======== Source information ========

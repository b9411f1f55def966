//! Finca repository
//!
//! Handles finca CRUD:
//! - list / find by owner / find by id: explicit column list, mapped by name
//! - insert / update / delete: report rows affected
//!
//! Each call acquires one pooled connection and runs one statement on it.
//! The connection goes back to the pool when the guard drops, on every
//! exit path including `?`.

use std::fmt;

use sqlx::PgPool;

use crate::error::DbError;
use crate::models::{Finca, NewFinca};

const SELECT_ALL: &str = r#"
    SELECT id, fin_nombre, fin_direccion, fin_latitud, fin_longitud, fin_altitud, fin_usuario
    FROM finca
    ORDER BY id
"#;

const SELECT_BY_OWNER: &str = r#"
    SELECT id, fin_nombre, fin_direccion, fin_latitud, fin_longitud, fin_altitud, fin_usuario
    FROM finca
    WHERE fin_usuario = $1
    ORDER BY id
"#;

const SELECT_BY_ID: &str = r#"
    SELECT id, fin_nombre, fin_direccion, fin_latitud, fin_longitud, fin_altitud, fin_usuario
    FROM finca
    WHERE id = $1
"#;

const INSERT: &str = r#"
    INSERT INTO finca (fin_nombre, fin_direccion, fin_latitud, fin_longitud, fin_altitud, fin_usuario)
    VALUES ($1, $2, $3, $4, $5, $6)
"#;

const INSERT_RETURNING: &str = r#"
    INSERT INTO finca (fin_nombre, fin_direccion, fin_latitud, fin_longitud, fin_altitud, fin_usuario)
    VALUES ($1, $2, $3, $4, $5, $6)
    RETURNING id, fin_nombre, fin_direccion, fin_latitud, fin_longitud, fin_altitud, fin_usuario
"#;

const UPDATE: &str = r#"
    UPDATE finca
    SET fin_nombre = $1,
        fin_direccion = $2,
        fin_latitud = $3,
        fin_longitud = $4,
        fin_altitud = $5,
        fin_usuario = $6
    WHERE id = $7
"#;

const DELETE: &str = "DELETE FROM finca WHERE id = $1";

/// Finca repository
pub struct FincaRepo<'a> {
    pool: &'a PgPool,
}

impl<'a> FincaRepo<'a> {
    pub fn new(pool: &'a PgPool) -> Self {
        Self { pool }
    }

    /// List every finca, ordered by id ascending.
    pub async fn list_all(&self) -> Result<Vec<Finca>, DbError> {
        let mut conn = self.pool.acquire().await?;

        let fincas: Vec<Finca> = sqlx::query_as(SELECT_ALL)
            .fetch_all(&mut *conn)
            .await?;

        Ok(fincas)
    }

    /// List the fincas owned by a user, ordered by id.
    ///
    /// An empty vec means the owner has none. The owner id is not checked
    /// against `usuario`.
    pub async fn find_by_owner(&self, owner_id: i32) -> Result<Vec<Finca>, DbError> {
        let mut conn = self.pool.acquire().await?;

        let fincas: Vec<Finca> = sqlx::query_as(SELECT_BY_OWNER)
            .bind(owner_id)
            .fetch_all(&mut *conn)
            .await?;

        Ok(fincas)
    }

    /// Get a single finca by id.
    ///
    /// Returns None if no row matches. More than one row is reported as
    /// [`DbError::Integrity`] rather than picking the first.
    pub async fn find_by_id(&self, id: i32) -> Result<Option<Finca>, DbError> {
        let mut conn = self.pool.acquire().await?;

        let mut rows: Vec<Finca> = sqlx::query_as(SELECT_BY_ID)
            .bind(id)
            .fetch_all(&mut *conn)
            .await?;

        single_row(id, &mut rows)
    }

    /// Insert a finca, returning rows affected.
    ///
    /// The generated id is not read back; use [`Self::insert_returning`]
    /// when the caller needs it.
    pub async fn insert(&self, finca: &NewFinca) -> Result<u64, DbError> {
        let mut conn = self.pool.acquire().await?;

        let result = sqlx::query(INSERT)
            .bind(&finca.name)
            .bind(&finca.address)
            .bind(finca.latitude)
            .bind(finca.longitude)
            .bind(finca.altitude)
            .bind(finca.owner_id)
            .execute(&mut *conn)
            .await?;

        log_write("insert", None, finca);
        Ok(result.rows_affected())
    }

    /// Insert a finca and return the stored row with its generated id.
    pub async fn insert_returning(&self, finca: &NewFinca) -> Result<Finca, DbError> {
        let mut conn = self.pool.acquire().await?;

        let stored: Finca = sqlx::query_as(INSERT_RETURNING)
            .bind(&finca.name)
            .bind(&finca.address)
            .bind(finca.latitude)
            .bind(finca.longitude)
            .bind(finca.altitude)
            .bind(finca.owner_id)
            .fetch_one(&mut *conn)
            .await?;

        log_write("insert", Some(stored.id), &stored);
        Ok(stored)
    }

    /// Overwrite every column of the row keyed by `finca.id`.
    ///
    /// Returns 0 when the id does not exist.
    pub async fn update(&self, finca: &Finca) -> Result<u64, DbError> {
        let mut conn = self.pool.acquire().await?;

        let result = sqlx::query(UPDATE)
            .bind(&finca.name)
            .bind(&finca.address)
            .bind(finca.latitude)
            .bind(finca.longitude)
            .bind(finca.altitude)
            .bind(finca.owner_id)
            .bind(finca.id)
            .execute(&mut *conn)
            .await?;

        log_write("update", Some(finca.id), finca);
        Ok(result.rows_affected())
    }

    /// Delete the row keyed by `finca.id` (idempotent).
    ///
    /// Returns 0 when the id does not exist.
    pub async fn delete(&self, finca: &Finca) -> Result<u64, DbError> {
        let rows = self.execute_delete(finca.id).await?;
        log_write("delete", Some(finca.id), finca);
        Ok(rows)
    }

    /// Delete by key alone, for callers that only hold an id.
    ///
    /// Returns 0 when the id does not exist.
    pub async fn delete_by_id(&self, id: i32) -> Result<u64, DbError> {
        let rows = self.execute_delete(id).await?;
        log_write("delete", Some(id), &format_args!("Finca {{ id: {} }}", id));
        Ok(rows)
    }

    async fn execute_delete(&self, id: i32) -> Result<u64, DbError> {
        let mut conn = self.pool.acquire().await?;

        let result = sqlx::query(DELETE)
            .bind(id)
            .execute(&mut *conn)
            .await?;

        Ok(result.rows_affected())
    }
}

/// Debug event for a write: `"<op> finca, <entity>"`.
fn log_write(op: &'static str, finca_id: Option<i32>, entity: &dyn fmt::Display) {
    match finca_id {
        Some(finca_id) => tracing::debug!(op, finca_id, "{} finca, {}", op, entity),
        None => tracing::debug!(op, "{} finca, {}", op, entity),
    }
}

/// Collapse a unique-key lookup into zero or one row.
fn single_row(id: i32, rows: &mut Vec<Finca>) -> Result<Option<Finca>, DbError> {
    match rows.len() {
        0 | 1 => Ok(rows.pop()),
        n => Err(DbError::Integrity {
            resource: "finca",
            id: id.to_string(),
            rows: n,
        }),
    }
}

========
======== Source information ========

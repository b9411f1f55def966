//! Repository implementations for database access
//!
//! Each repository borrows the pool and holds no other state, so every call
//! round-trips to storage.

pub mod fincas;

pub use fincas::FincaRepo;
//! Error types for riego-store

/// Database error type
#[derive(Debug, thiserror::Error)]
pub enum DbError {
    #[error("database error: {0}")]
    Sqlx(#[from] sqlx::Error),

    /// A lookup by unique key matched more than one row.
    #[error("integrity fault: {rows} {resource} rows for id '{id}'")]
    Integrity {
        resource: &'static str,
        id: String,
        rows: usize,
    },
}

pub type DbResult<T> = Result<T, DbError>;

========

Nothing but the lines above from the one containing "pub mod fincas;" through the one containing "pub type DbResult<T> = Result<T, DbError>;" should appear in the answer, each repeated exactly.

pub mod fincas;

pub use fincas::FincaRepo;
//! Error types for riego-store

/// Database error type
#[derive(Debug, thiserror::Error)]
pub enum DbError {
    #[error("database error: {0}")]
    Sqlx(#[from] sqlx::Error),

    /// A lookup by unique key matched more than one row.
    #[error("integrity fault: {rows} {resource} rows for id '{id}'")]
    Integrity {
        resource: &'static str,
        id: String,
        rows: usize,
    },
}

pub type DbResult<T> = Result<T, DbError>;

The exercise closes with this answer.